United Way and bc211 Bring Provincial Access to Services

There are hundreds of programs and services available across the province to help people with a wide variety of issues. These include services specifically designed to help seniors or those caring for them; programs for parents, children and youth; services for people dealing with addictions; and help for those struggling with language barriers or unemployment. There are agencies that help people who are homeless, living with disabilities, or working to overcome financial problems.

bc211 exists to connect people to these services. And, with today’s official launch of an expanded bc211.ca website, help is just a click away for anyone in BC.

Thousands of records available online

bc211.ca is an online information service that is an up-to-date, reliable gateway to community, social, non-clinical health and government services. Our service directory database currently holds over 12,000 entries that document and describe services and organizations available to help people. The website is optimized for mobile devices, and includes an online chat service, available from 8 am to 11 pm seven days a week. Some of the information you’ll find includes:

  • Employment support
  • Legal assistance
  • Mental health and addiction services
  • Housing options including shelter locations
  • Seniors services
  • Victims services

The 211 service has been in operation in other provinces across Canada and throughout the United States for many years.

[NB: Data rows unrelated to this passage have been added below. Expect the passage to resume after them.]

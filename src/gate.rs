//! # Admission gate bounding in-flight attempts.
//!
//! [`AdmissionGate`] caps how many underlying attempts may be active at once
//! across every call sharing the gate. It wraps [`tokio::sync::Semaphore`]:
//! waiting for capacity parks the caller on the semaphore's wait queue
//! rather than polling, and the wait is unbounded — no deadline applies
//! while a call waits for capacity.
//!
//! ## Rules
//! - [`admit`](AdmissionGate::admit) suspends until capacity is available.
//! - [`try_admit`](AdmissionGate::try_admit) never suspends; `None` means
//!   the gate is full.
//! - Release is tied to dropping the [`AdmissionPermit`], so it happens
//!   exactly once per granted admission.
//! - Grant order among waiters is unspecified; under sustained saturation a
//!   waiter may starve.

use std::sync::Arc;

use tokio::sync::{OwnedSemaphorePermit, Semaphore, TryAcquireError};

/// Bounds the number of concurrently admitted attempts.
///
/// Construct one per scheduler (or share one across schedulers that must
/// compete for the same capacity) and pass it by reference; there is no
/// ambient global gate.
#[derive(Debug)]
pub struct AdmissionGate {
    sem: Arc<Semaphore>,
    limit: usize,
}

impl AdmissionGate {
    /// Creates a gate admitting at most `limit` concurrent attempts.
    ///
    /// The minimum limit is 1 (clamped).
    pub fn new(limit: usize) -> Self {
        let limit = limit.max(1);
        Self {
            sem: Arc::new(Semaphore::new(limit)),
            limit,
        }
    }

    /// Waits until capacity is available and admits the caller.
    ///
    /// The wait is unbounded by design; callers that need a deadline must
    /// impose it themselves.
    pub async fn admit(&self) -> AdmissionPermit {
        match self.sem.clone().acquire_owned().await {
            Ok(permit) => AdmissionPermit { _permit: permit },
            // The semaphore is owned by the gate and never closed.
            Err(_) => unreachable!("admission semaphore closed"),
        }
    }

    /// Admits the caller iff capacity is available right now.
    pub fn try_admit(&self) -> Option<AdmissionPermit> {
        match self.sem.clone().try_acquire_owned() {
            Ok(permit) => Some(AdmissionPermit { _permit: permit }),
            Err(TryAcquireError::NoPermits) => None,
            Err(TryAcquireError::Closed) => unreachable!("admission semaphore closed"),
        }
    }

    /// The configured concurrency limit.
    pub fn limit(&self) -> usize {
        self.limit
    }

    /// How many admissions are currently outstanding.
    pub fn in_flight(&self) -> usize {
        self.limit - self.sem.available_permits()
    }
}

impl Default for AdmissionGate {
    /// A gate with the default limit of 25.
    fn default() -> Self {
        Self::new(25)
    }
}

/// Proof of admission; dropping it releases the slot.
#[derive(Debug)]
pub struct AdmissionPermit {
    _permit: OwnedSemaphorePermit,
}

#[cfg(test)]
mod tests {
    use super::*;

    #[test]
    fn limit_is_clamped_to_one() {
        assert_eq!(AdmissionGate::new(0).limit(), 1);
        assert_eq!(AdmissionGate::new(25).limit(), 25);
    }

    #[tokio::test]
    async fn try_admit_respects_limit() {
        let gate = AdmissionGate::new(2);
        let a = gate.try_admit();
        let b = gate.try_admit();
        assert!(a.is_some());
        assert!(b.is_some());
        assert_eq!(gate.in_flight(), 2);
        assert!(gate.try_admit().is_none());

        drop(a);
        assert_eq!(gate.in_flight(), 1);
        assert!(gate.try_admit().is_some());
        drop(b);
    }

    #[tokio::test]
    async fn admit_waits_for_release() {
        let gate = Arc::new(AdmissionGate::new(1));
        let held = gate.admit().await;

        let waiter = {
            let gate = gate.clone();
            tokio::spawn(async move {
                let _permit = gate.admit().await;
            })
        };

        tokio::task::yield_now().await;
        assert!(!waiter.is_finished());
        assert_eq!(gate.in_flight(), 1);

        drop(held);
        waiter.await.unwrap();
        assert_eq!(gate.in_flight(), 0);
    }

    #[tokio::test]
    async fn default_gate_admits_twenty_five() {
        let gate = AdmissionGate::default();
        assert_eq!(gate.limit(), 25);
        let permits: Vec<_> = (0..25).filter_map(|_| gate.try_admit()).collect();
        assert_eq!(permits.len(), 25);
        assert!(gate.try_admit().is_none());
    }
}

In BC, 211 launched in 2010 in partnership with United Way of the Lower Mainland with phone and online services serving Metro Vancouver. That service expanded to Squamish-Lillooet, Sunshine Coast, and the Fraser Valley. Text capability was added in 2015, and in 2017, web chat was added.

“Sometimes the biggest barrier to getting help is knowing where to look,” says Michael McKnight, President and CEO, United Way of the Lower Mainland. “bc211.ca breaks down that barrier. United Way is proud to support the expansion of bc211.ca across BC.”

Province-wide access

bc211 maintained an online directory of community resources called the Red Book Online, which focused primarily on services in the Lower Mainland. With the Red Book Online’s transition to bc211.ca, the entire province can now access resources in communities throughout BC. This expansion of services was made possible through funding from United Ways across BC including: Lower Mainland; Greater Victoria; Central and Northern Vancouver Island; Central and South Okanagan/Similkameen; East Kootenay; North Okanagan Columbia Shuswap; Northern British Columbia; Powell River & District; Thompson Nicola Cariboo; and Trail and District.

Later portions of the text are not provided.